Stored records

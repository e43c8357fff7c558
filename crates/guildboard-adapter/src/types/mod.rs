/*
[INPUT]:  Backend schema definitions and serde requirements
[OUTPUT]: Typed Rust structs/enums with serialization support
[POS]:    Data layer - type definitions for API communication
[UPDATE]: When API schema changes or new types added
*/

pub mod envelope;
pub mod guild;
pub mod jsonrpc;
pub mod whitelist;

pub use envelope::*;
pub use guild::*;
pub use jsonrpc::*;
pub use whitelist::*;
/*
[INPUT]:  Crate modules and public type definitions
[OUTPUT]: Public guildboard adapter crate surface
[POS]:    Crate root - module wiring
[UPDATE]: When public modules or exports change
*/

pub mod api;
pub mod http;
pub mod rpc;
pub mod types;

pub use api::{BalanceApi, GuildApi, WhitelistApi};

// Re-export commonly used types from http
pub use http::{ClientConfig, GuildboardClient, GuildboardError, Result};

// Re-export commonly used types from rpc
pub use rpc::{EvmRpcClient, format_ether};

// Re-export all types
pub use types::*;
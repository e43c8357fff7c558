/*
[INPUT]:  Log level string and optional log directory
[OUTPUT]: Installed global tracing subscriber
[POS]:    Logging layer - process-wide tracing setup
[UPDATE]: When changing log format or destinations
*/

use std::path::Path;

use anyhow::{Context, Result, anyhow};
use tracing_appender::non_blocking::WorkerGuard;
use tracing_subscriber::EnvFilter;
use tracing_subscriber::fmt::writer::MakeWriterExt;

const LOG_FILE_PREFIX: &str = "guildboard-admin.log";

/// Install the global subscriber
///
/// With a log directory, events also go to a daily rolling file; the
/// returned guard must stay alive for the file writer to flush.
pub fn init_tracing(log_level: &str, log_dir: Option<&Path>) -> Result<Option<WorkerGuard>> {
    let filter = EnvFilter::try_new(log_level).context("invalid log level")?;

    match log_dir {
        Some(dir) => {
            std::fs::create_dir_all(dir)
                .with_context(|| format!("create log directory {}", dir.display()))?;
            let appender = tracing_appender::rolling::daily(dir, LOG_FILE_PREFIX);
            let (file_writer, guard) = tracing_appender::non_blocking(appender);
            tracing_subscriber::fmt()
                .with_env_filter(filter)
                .with_writer(std::io::stderr.and(file_writer))
                .with_ansi(false)
                .try_init()
                .map_err(|err| anyhow!(err))
                .context("initialize tracing subscriber")?;
            Ok(Some(guard))
        }
        None => {
            tracing_subscriber::fmt()
                .with_env_filter(filter)
                .with_writer(std::io::stderr)
                .try_init()
                .map_err(|err| anyhow!(err))
                .context("initialize tracing subscriber")?;
            Ok(None)
        }
    }
}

* [WORK TO BE COMPLETED]
Could you return every record above exactly as written?

* [SOLUTION TO THIS PROBLEM]
repository e43c8357fff7c558
filename crates/guildboard-adapter/src/types/mod.rs
/*
[INPUT]:  Backend schema definitions and serde requirements
[OUTPUT]: Typed Rust structs/enums with serialization support
[POS]:    Data layer - type definitions for API communication
[UPDATE]: When API schema changes or new types added
*/

pub mod envelope;
pub mod guild;
pub mod jsonrpc;
pub mod whitelist;

pub use envelope::*;
pub use guild::*;
pub use jsonrpc::*;
pub use whitelist::*;
/*
[INPUT]:  Crate modules and public type definitions
[OUTPUT]: Public guildboard adapter crate surface
[POS]:    Crate root - module wiring
[UPDATE]: When public modules or exports change
*/

pub mod api;
pub mod http;
pub mod rpc;
pub mod types;

pub use api::{BalanceApi, GuildApi, WhitelistApi};

// Re-export commonly used types from http
pub use http::{ClientConfig, GuildboardClient, GuildboardError, Result};

// Re-export commonly used types from rpc
pub use rpc::{EvmRpcClient, format_ether};

// Re-export all types
pub use types::*;
repository e43c8357fff7c558
/*
[INPUT]:  Log level string and optional log directory
[OUTPUT]: Installed global tracing subscriber
[POS]:    Logging layer - process-wide tracing setup
[UPDATE]: When changing log format or destinations
*/

use std::path::Path;

use anyhow::{Context, Result, anyhow};
use tracing_appender::non_blocking::WorkerGuard;
use tracing_subscriber::EnvFilter;
use tracing_subscriber::fmt::writer::MakeWriterExt;

const LOG_FILE_PREFIX: &str = "guildboard-admin.log";

/// Install the global subscriber
///
/// With a log directory, events also go to a daily rolling file; the
/// returned guard must stay alive for the file writer to flush.
pub fn init_tracing(log_level: &str, log_dir: Option<&Path>) -> Result<Option<WorkerGuard>> {
    let filter = EnvFilter::try_new(log_level).context("invalid log level")?;

    match log_dir {
        Some(dir) => {
            std::fs::create_dir_all(dir)
                .with_context(|| format!("create log directory {}", dir.display()))?;
            let appender = tracing_appender::rolling::daily(dir, LOG_FILE_PREFIX);
            let (file_writer, guard) = tracing_appender::non_blocking(appender);
            tracing_subscriber::fmt()
                .with_env_filter(filter)
                .with_writer(std::io::stderr.and(file_writer))
                .with_ansi(false)
                .try_init()
                .map_err(|err| anyhow!(err))
                .context("initialize tracing subscriber")?;
            Ok(Some(guard))
        }
        None => {
            tracing_subscriber::fmt()
                .with_env_filter(filter)
                .with_writer(std::io::stderr)
                .try_init()
                .map_err(|err| anyhow!(err))
                .context("initialize tracing subscriber")?;
            Ok(None)
        }
    }
}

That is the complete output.